I have been for two days past with the Jersey Brigade, paying them part of the Sum due on the Depreciation of their Pay—This evening they have unexpectedly followed the Example of the Pensylvanians, & marched from their Huts towards Chatham—By a Resolution of the Legislature, since the Revolt of the Pensylvanians, I was appointed in conjunction with Messrs Caldwell & Wilhelm to examine into the Enlistments of the Jersey Troops, if found necessary, & to discharge such as appeared to have served the time for which they engaged—This Resolution would have been published to the Troops, but from their apparent Satisfaction with the exertion’s of the State, to do them justice, & from their making no mention of their Enlistments whilst receiving their money, as soldiers during the War, it was thought unnecessary, & by no means expedient—By tomorrow Morning I expect they will become more cool, when I shall acquaint them with the Resolution of the Legislature, & I have some hopes of being able, With the Assistance of their Officers, to induce them to return to their duty.
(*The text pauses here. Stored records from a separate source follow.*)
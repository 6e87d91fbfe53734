//! Parser and compiler for Seal schema documents (JSON/YAML/TOML formats).
//!
//! This crate loads a declarative schema document and compiles it into an
//! executable [`Validator`]: an ordered list of constraints plus the declared
//! field types.
//!
//! # Example
//!
//! ```rust
//! use seal_parser::compile_yaml;
//!
//! let yaml = r#"
//! fields:
//!   user_id:
//!     type: Int64
//!     constraints:
//!       - type: uniqueness
//!         min_unique_ratio: 1.0
//!   email:
//!     type: String
//!     constraints:
//!       - type: regex_pattern
//!         pattern: "@"
//! "#;
//!
//! let validator = compile_yaml(yaml).expect("Failed to compile schema");
//! assert_eq!(validator.fields().len(), 2);
//! assert_eq!(validator.constraints().len(), 2);
//! ```

mod compiler;

pub use compiler::{build_constraint, compile_schema};

use seal_core::ConstraintConfigError;
use seal_validator::Validator;
use serde_json::Value;
use std::path::Path;
use thiserror::Error;
use tracing::info;

/// Errors that can occur while loading or compiling a schema document.
#[derive(Debug, Error)]
pub enum SchemaCompileError {
    /// JSON decoding failed
    #[error("Failed to parse JSON: {0}")]
    Json(#[from] serde_json::Error),

    /// YAML decoding failed
    #[error("Failed to parse YAML: {0}")]
    Yaml(#[from] serde_yaml_ng::Error),

    /// TOML decoding failed
    #[error("Failed to parse TOML: {0}")]
    Toml(String),

    /// File I/O error
    #[error("File I/O error: {0}")]
    Io(#[from] std::io::Error),

    /// Schema file does not exist
    #[error("Schema file not found: {0}")]
    FileNotFound(String),

    /// Unsupported file format
    #[error("Unsupported file format: {0}")]
    UnsupportedFormat(String),

    /// Invalid file extension
    #[error("Invalid or missing file extension")]
    InvalidExtension,

    /// The document root is not a mapping
    #[error("Schema document must be a mapping")]
    DocumentNotMapping,

    /// Neither top-level form is present
    #[error("Schema must contain either 'fields' or 'constraints'")]
    MissingSchemaForm,

    /// Both top-level forms are present
    #[error("Schema must contain either 'fields' or 'constraints', not both")]
    AmbiguousSchemaForm,

    /// `fields` is not a mapping
    #[error("'fields' must be a mapping")]
    FieldsNotMapping,

    /// A field specification is not a mapping
    #[error("Field '{0}' specification must be a mapping")]
    FieldSpecNotMapping(String),

    /// A field has no declared type
    #[error("Field '{0}' must specify a 'type'")]
    MissingFieldType(String),

    /// A field's declared type is not a string
    #[error("Field '{0}' type must be a string")]
    InvalidFieldType(String),

    /// A field's constraints are not a list
    #[error("Field '{0}' constraints must be a list")]
    ConstraintsNotList(String),

    /// The top-level `constraints` value is not a list
    #[error("'constraints' must be a list")]
    LegacyConstraintsNotList,

    /// A constraint definition is not a mapping
    #[error("Constraint definition must be a mapping")]
    ConstraintNotMapping,

    /// A constraint definition has no `type`
    #[error("Constraint definition must contain a 'type' key")]
    MissingConstraintType,

    /// A constraint definition has no `column`
    #[error("Constraint definition must contain a 'column' key")]
    MissingColumn,

    /// A constraint's `type` is present but not a string
    #[error("Constraint 'type' must be a string")]
    InvalidConstraintType,

    /// A constraint's `column` is present but not a string
    #[error("Constraint 'column' must be a string")]
    InvalidColumn,

    /// A required parameter is absent
    #[error("{kind} constraint requires '{key}' key")]
    MissingKey { kind: String, key: String },

    /// A parameter has the wrong type
    #[error("{kind} constraint parameter '{key}' must be {expected}")]
    InvalidParameter {
        kind: String,
        key: String,
        expected: String,
    },

    /// The discriminator names no known constraint kind
    #[error("Unknown constraint type: {0}")]
    UnknownConstraintType(String),

    /// The constraint rejected its configuration
    #[error(transparent)]
    Constraint(#[from] ConstraintConfigError),
}

/// Result type alias for compiler operations.
pub type Result<T> = std::result::Result<T, SchemaCompileError>;

/// Supported schema file formats.
#[derive(Debug, Clone, Copy, PartialEq, Eq)]
pub enum SchemaFormat {
    /// JSON format (.json)
    Json,
    /// YAML format (.yml, .yaml)
    Yaml,
    /// TOML format (.toml)
    Toml,
}

/// Compiles a schema from a JSON string.
pub fn compile_json(content: &str) -> Result<Validator> {
    let document: Value = serde_json::from_str(content)?;
    compile_schema(&document)
}

/// Compiles a schema from a YAML string.
pub fn compile_yaml(content: &str) -> Result<Validator> {
    let document: Value = serde_yaml_ng::from_str(content)?;
    compile_schema(&document)
}

/// Compiles a schema from a TOML string.
///
/// # Example
///
/// ```rust
/// use seal_parser::compile_toml;
///
/// let toml = r#"
/// [[constraints]]
/// type = "row_count"
/// column = ""
/// min_rows = 1
/// "#;
///
/// let validator = compile_toml(toml).unwrap();
/// assert!(validator.fields().is_empty());
/// ```
pub fn compile_toml(content: &str) -> Result<Validator> {
    let document: Value =
        toml::from_str(content).map_err(|e| SchemaCompileError::Toml(e.to_string()))?;
    compile_schema(&document)
}

/// Detects the schema format from a file path based on its extension.
///
/// # Supported Extensions
///
/// * `.json` → `SchemaFormat::Json`
/// * `.yaml`, `.yml` → `SchemaFormat::Yaml`
/// * `.toml` → `SchemaFormat::Toml`
///
/// # Errors
///
/// Returns `SchemaCompileError::InvalidExtension` if the file has no extension.
/// Returns `SchemaCompileError::UnsupportedFormat` if the extension is not recognized.
pub fn detect_format(path: &Path) -> Result<SchemaFormat> {
    let extension = path
        .extension()
        .and_then(|ext| ext.to_str())
        .ok_or(SchemaCompileError::InvalidExtension)?;

    match extension.to_lowercase().as_str() {
        "json" => Ok(SchemaFormat::Json),
        "yaml" | "yml" => Ok(SchemaFormat::Yaml),
        "toml" => Ok(SchemaFormat::Toml),
        other => Err(SchemaCompileError::UnsupportedFormat(other.to_string())),
    }
}

/// Loads and compiles a schema file with automatic format detection.
///
/// # Example
///
/// ```no_run
/// use seal_parser::load_schema;
///
/// let validator = load_schema("schemas/users.json").unwrap();
/// println!("{} constraints", validator.constraints().len());
/// ```
pub fn load_schema(path: impl AsRef<Path>) -> Result<Validator> {
    let path = path.as_ref();
    if !path.exists() {
        return Err(SchemaCompileError::FileNotFound(path.display().to_string()));
    }

    let format = detect_format(path)?;
    let content = std::fs::read_to_string(path)?;

    info!("Loading {:?} schema from {}", format, path.display());

    match format {
        SchemaFormat::Json => compile_json(&content),
        SchemaFormat::Yaml => compile_yaml(&content),
        SchemaFormat::Toml => compile_toml(&content),
    }
}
They left the Camp with great Decency, & discovered a great Affection for their Officers—Colonel Shrieve exerted himself to the utmost of his abilities to quell them, but they were so much heated with the Liquor procured With the Money now paid to them, that his endeavours did not meet with the desired Success—I hope before Tomorrow evening we shall be able to furnish your Excellency with more agreable Accounts. I am Sir your Excellency’s most obedt & most humble Servt
PHi: Gratz Collection.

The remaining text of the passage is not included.